Ox‐LDL‐induced LOX‐1 expression in vascular smooth muscle cells: role of reactive oxygen species

Oxidized low density lipoprotein (ox‐LDL) and lectin‐like oxidized low density lipoprotein receptor‐1 (LOX‐1) have been implicated in the development of atherosclerosis. This study was designed to investigate the expression regulation of LOX‐1 by ox‐LDL and the potential underlying mechanisms in cultured rat vascular smooth muscle cells (VSMCs). VSMCs were treated with ox‐LDL, and the expressions of LOX‐1 mRNA and proteins were determined by RT‐PCR and western blotting, respectively. The intracellular reactive oxygen species (ROS) production was monitored by flow cytometry with fluorescence probe, DCFH 2 ‐DA. The effect of several inhibitors including aspirin, NDGA, allopurinol, apocynin, and rotenone on ox‐LDL‐induced ROS formation and LOX‐1 expression was also investigated. The roles of NF‐κB p65 and JNK were explored.
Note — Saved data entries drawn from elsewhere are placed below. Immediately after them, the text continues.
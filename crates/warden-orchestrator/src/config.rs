use crate::comparison::ComparisonThresholds;
use crate::mode::ExecutionMode;
use crate::retry::RetryPolicy;
use serde::{Deserialize, Serialize};
use std::path::Path;
use std::time::Duration;
use tracing::{info, warn};
use warden_agents::{AgentRegistry, AgentSettings, HealthConfig};
use warden_core::{WardenError, WardenResult};
use warden_security::Strictness;

/// `[orchestrator]` section.
#[derive(Debug, Clone, Serialize, Deserialize)]
pub struct OrchestratorConfig {
    /// Mode used by `Orchestrator::analyze`.
    #[serde(default)]
    pub mode: ExecutionMode,
    /// Agents to run in direct mode; empty means every agent enabled by default.
    #[serde(default)]
    pub enabled_agents: Vec<String>,
    /// Run agents one at a time in priority order.
    #[serde(default)]
    pub sequential: bool,
    /// Minimum severity similarity before a comparison alerts.
    #[serde(default = "default_alert_threshold")]
    pub comparison_alert_threshold: f64,
    /// Largest finding-count delta before a comparison alerts.
    #[serde(default = "default_max_count_delta")]
    pub comparison_max_count_delta: u64,
    /// Comparison records kept in memory.
    #[serde(default = "default_comparison_history")]
    pub comparison_history: usize,
}

fn default_alert_threshold() -> f64 {
    0.8
}

fn default_max_count_delta() -> u64 {
    5
}

fn default_comparison_history() -> usize {
    100
}

impl Default for OrchestratorConfig {
    fn default() -> Self {
        Self {
            mode: ExecutionMode::default(),
            enabled_agents: Vec::new(),
            sequential: false,
            comparison_alert_threshold: default_alert_threshold(),
            comparison_max_count_delta: default_max_count_delta(),
            comparison_history: default_comparison_history(),
        }
    }
}

impl OrchestratorConfig {
    /// Alert thresholds for comparison records.
    pub fn comparison_thresholds(&self) -> ComparisonThresholds {
        ComparisonThresholds {
            min_similarity: self.comparison_alert_threshold,
            max_count_delta: self.comparison_max_count_delta,
        }
    }
}

/// `[workflow]` section.
#[derive(Debug, Clone, Serialize, Deserialize)]
pub struct WorkflowConfig {
    /// Steps executed concurrently per batch.
    #[serde(default = "default_max_parallel_steps")]
    pub max_parallel_steps: usize,
    /// Wall-clock budget of a run, in seconds.
    #[serde(default = "default_run_timeout_secs")]
    pub run_timeout_secs: u64,
    /// Used by steps that carry no retry override.
    #[serde(default)]
    pub retry: RetryPolicy,
}

fn default_max_parallel_steps() -> usize {
    4
}

fn default_run_timeout_secs() -> u64 {
    4 * 60 * 60
}

impl Default for WorkflowConfig {
    fn default() -> Self {
        Self {
            max_parallel_steps: default_max_parallel_steps(),
            run_timeout_secs: default_run_timeout_secs(),
            retry: RetryPolicy::default(),
        }
    }
}

impl WorkflowConfig {
    /// Run budget as a `Duration`.
    pub fn run_timeout(&self) -> Duration {
        Duration::from_secs(self.run_timeout_secs)
    }
}

/// `[validator]` section.
#[derive(Debug, Clone, Default, Serialize, Deserialize)]
pub struct ValidatorConfig {
    /// Validation level.
    #[serde(default)]
    pub strictness: Strictness,
}

/// One `[[agents]]` entry: settings applied to a registered agent on load.
#[derive(Debug, Clone, Serialize, Deserialize)]
pub struct AgentOverride {
    /// Agent the settings apply to.
    pub name: String,
    /// Settings applied on load.
    #[serde(flatten)]
    pub settings: AgentSettings,
}

/// Top-level configuration file.
#[derive(Debug, Clone, Default, Serialize, Deserialize)]
pub struct WardenConfig {
    /// Orchestration settings.
    #[serde(default)]
    pub orchestrator: OrchestratorConfig,
    /// Circuit breaker settings.
    #[serde(default)]
    pub health: HealthConfig,
    /// Workflow engine settings.
    #[serde(default)]
    pub workflow: WorkflowConfig,
    /// Validator settings.
    #[serde(default)]
    pub validator: ValidatorConfig,
    /// Per-agent overrides.
    #[serde(default)]
    pub agents: Vec<AgentOverride>,
}

impl WardenConfig {
    /// Read and parse a TOML file.
    pub fn load(path: &Path) -> WardenResult<Self> {
        let raw = std::fs::read_to_string(path)?;
        let config = Self::from_toml_str(&raw)?;
        info!(path = %path.display(), mode = %config.orchestrator.mode, "Configuration loaded");
        Ok(config)
    }

    /// Parse TOML text.
    pub fn from_toml_str(raw: &str) -> WardenResult<Self> {
        let config: Self =
            toml::from_str(raw).map_err(|e| WardenError::Config(e.to_string()))?;
        config.check()?;
        Ok(config)
    }

    fn check(&self) -> WardenResult<()> {
        let threshold = self.orchestrator.comparison_alert_threshold;
        if !(0.0..=1.0).contains(&threshold) {
            return Err(WardenError::Config(format!(
                "comparison_alert_threshold must be within [0, 1], got {threshold}"
            )));
        }
        if self.workflow.max_parallel_steps == 0 {
            return Err(WardenError::Config("max_parallel_steps must be at least 1".into()));
        }
        if self.workflow.retry.max_attempts == 0 {
            return Err(WardenError::Config("retry.max_attempts must be at least 1".into()));
        }
        if self.health.failure_threshold == 0 {
            return Err(WardenError::Config("failure_threshold must be at least 1".into()));
        }
        Ok(())
    }

    /// Reload every `[[agents]]` override into the registry. Unknown agents
    /// are skipped with a warning; returns how many were applied.
    pub fn apply_agent_overrides(&self, registry: &AgentRegistry) -> usize {
        let mut applied = 0;
        for entry in &self.agents {
            match registry.reload(&entry.name, entry.settings.clone()) {
                Ok(()) => applied += 1,
                Err(e) => warn!(agent = %entry.name, error = %e, "Skipping agent override"),
            }
        }
        applied
    }
}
Ox‐LDL significantly induced LOX‐1 expression at both mRNA and protein levels in a dose‐dependent and time‐dependent manner. Aspirin, NDGA, and preconditioned apocynin suppressed ox‐LDL‐induced intracellular ROS production and LOX‐1 expression, while allopurinol and rotenone failed to do so. Vitamin C and N‐acetyl‐ l ‐cysteine demonstrated similar effect. Furthermore, both NF‐κB p65 expression and phosphorylated JNK ( p ‐JNK) to JNK expression ratio were elevated after ox‐LDL treatment. In addition, the NF‐κB inhibitor PDTC and JNK inhibitor SP600125 pretreatment partly abolished ox‐LDL‐induced LOX‐1 expression. These findings suggested that ROS mediated ox‐LDL‐induced LOX‐1 expression in VSMCs through NF‐κB and JNK signaling pathways.